How many lines in the records below contain the word "match"? State that number and nothing more.
*** Opening Excerpted data ***
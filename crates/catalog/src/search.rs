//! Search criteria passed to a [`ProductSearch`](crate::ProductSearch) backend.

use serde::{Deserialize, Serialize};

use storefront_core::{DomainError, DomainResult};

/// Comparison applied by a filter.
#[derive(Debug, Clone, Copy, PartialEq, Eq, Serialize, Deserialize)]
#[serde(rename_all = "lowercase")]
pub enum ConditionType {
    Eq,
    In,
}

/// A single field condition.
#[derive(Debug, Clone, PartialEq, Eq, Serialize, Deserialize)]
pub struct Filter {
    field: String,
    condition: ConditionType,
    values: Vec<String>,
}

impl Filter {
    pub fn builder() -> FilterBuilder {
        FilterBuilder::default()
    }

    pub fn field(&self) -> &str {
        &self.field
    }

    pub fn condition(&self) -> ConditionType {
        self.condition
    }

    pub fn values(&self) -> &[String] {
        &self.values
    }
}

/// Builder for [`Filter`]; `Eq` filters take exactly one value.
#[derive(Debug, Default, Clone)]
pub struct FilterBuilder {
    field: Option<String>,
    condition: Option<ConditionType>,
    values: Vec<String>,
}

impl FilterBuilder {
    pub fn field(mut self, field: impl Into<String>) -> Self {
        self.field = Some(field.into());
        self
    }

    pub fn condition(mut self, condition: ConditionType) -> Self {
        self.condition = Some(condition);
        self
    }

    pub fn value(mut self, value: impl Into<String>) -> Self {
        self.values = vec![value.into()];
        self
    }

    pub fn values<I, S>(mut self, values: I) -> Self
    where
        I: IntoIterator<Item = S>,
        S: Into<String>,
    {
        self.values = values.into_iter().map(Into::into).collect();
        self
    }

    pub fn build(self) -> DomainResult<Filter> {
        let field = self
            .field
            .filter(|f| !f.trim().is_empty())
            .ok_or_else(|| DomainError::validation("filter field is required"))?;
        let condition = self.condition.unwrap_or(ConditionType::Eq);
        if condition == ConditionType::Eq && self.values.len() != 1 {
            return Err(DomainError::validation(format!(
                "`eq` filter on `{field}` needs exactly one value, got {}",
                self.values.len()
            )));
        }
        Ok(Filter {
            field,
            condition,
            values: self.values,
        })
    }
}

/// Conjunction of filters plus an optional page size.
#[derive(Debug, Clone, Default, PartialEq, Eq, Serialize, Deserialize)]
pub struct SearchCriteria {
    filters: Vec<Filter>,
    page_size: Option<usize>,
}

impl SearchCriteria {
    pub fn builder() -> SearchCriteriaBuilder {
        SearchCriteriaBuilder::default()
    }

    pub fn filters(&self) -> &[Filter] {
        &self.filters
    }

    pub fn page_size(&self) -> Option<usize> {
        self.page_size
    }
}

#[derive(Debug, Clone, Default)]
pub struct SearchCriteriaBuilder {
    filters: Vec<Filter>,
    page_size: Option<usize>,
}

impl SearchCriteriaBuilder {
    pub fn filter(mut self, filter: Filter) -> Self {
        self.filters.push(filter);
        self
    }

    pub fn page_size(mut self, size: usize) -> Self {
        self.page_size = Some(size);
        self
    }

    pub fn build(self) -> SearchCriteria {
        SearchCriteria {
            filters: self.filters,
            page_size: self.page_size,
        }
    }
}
*** Closing Excerpted data ***
*** Opening Excerpted data ***
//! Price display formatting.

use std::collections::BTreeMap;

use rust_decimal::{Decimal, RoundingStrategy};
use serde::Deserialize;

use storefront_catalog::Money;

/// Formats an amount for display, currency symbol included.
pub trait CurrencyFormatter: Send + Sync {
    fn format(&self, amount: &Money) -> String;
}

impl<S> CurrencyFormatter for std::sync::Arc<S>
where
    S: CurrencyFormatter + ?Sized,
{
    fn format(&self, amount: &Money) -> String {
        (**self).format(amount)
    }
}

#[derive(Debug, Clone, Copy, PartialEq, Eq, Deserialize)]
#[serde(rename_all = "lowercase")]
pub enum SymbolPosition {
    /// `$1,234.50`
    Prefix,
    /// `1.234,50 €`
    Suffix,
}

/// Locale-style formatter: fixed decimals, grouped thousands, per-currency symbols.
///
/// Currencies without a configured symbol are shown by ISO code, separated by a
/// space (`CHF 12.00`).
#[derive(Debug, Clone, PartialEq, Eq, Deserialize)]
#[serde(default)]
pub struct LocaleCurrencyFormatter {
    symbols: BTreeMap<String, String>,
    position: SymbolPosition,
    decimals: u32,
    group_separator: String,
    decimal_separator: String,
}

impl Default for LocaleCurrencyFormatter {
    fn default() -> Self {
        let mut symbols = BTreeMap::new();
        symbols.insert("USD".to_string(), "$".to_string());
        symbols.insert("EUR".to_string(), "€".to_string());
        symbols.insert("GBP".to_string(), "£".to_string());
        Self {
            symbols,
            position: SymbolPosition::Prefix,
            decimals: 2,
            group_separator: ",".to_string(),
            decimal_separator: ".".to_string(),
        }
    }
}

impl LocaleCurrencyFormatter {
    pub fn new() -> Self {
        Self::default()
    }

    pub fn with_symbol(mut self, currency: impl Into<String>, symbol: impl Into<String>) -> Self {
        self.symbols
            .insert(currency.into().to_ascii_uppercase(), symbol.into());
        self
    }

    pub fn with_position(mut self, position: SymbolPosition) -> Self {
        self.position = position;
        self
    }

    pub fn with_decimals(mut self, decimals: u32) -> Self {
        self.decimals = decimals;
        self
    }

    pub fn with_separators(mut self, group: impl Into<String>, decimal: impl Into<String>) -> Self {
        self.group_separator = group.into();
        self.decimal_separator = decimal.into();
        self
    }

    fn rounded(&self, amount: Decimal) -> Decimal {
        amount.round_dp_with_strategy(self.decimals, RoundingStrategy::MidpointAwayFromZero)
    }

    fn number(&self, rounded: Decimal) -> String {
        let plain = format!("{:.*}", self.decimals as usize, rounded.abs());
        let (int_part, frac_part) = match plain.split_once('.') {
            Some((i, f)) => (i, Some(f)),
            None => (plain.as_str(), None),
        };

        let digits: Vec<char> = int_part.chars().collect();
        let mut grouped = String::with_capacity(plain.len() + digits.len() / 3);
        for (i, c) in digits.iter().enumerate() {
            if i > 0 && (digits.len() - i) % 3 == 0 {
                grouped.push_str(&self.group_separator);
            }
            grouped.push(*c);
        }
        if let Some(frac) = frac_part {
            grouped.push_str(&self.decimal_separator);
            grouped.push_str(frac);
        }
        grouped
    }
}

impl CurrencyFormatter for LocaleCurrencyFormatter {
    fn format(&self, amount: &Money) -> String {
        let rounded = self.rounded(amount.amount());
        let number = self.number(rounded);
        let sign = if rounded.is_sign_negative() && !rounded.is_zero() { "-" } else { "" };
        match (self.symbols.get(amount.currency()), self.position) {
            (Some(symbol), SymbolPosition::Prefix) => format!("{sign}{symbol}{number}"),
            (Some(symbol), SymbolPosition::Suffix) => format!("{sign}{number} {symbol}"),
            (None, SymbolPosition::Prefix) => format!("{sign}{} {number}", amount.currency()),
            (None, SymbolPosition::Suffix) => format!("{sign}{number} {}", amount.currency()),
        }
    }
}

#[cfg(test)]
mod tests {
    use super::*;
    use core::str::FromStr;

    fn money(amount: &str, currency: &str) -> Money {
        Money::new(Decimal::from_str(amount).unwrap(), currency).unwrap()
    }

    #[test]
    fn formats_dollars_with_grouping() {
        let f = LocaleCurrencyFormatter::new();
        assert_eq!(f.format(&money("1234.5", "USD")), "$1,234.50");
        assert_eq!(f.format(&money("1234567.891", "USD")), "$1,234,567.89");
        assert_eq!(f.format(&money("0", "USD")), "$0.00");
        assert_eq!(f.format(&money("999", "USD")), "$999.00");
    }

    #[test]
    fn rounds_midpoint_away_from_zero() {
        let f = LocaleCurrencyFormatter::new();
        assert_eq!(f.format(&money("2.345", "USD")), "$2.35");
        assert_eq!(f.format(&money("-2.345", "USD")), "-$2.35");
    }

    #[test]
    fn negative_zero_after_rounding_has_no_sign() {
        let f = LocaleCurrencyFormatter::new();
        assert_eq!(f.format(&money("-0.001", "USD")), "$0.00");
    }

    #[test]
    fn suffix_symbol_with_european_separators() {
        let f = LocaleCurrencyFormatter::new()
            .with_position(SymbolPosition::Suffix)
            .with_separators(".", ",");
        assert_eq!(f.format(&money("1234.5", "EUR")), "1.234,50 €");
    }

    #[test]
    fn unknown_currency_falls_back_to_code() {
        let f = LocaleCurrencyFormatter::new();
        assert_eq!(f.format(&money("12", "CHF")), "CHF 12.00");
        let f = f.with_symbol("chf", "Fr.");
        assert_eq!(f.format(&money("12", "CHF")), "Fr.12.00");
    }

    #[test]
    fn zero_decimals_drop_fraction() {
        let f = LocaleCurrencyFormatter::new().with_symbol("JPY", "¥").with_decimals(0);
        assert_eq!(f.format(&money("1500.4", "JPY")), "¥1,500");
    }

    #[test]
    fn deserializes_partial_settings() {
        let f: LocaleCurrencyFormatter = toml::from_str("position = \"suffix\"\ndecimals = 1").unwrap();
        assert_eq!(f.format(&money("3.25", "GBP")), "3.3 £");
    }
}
*** Closing Excerpted data ***
*** Opening Excerpted data ***
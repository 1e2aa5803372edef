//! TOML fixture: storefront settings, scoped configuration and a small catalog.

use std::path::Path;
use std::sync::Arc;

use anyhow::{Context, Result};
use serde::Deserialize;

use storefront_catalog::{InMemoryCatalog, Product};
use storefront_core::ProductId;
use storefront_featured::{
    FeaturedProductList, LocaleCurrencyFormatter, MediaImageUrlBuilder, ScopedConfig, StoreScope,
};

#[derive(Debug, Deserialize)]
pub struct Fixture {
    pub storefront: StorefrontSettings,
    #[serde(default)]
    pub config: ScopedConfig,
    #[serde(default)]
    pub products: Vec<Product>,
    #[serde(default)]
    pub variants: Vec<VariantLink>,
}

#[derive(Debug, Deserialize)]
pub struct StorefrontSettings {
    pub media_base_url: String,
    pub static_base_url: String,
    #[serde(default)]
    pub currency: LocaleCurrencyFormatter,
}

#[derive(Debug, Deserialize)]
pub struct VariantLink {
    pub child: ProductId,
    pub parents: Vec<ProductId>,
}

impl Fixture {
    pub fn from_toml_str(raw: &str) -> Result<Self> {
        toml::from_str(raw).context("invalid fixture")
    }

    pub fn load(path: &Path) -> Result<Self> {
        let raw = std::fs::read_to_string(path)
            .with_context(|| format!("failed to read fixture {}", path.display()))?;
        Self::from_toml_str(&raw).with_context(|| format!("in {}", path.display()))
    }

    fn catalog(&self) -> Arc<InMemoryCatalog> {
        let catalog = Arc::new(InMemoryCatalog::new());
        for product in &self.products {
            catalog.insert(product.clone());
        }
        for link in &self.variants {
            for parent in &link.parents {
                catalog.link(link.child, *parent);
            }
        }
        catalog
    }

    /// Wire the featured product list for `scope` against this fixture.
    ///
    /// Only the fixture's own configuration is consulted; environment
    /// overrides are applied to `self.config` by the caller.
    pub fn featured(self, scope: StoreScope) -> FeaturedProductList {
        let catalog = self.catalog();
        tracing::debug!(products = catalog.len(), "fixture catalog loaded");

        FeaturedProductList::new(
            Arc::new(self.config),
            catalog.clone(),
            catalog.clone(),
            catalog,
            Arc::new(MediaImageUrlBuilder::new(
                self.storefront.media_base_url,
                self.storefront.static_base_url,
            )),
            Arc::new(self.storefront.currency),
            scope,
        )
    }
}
*** Closing Excerpted data ***
Result for this task -> 2